Source records:

________________

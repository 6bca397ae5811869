//! `refdoc check` command implementation.

use std::path::PathBuf;

use clap::Args;
use refdoc_config::CliSettings;
use refdoc_html::{BuildConfig, StaticSiteBuilder};

use super::{load_config, sources};
use crate::error::CliError;
use crate::output::Output;

/// Arguments for the check command.
#[derive(Args)]
pub(crate) struct CheckArgs {
    /// Artifact descriptions to check (overrides config).
    pub(crate) artifacts: Vec<PathBuf>,

    /// Path to configuration file (default: auto-discover refdoc.toml).
    #[arg(short, long, env = "REFDOC_CONFIG")]
    pub(crate) config: Option<PathBuf>,
}

impl CheckArgs {
    pub(crate) fn execute(self) -> Result<(), CliError> {
        let output = Output::new();

        let cli_settings = CliSettings {
            artifacts: Some(self.artifacts),
            ..CliSettings::default()
        };
        let config = load_config(self.config.as_deref(), &cli_settings)?;

        let report = StaticSiteBuilder::new(BuildConfig::from_config(&config))
            .with_sources(sources(&config, &output))
            .check()?;

        output.success(&format!(
            "Site model OK: {} pages, {} namespaces, {} types",
            report.pages, report.namespaces, report.types
        ));
        Ok(())
    }
}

________________

### Activity
Copy every line of the data where "sources" is found.

### Output of the exercise
use super::{load_config, sources};
            .with_sources(sources(&config, &output))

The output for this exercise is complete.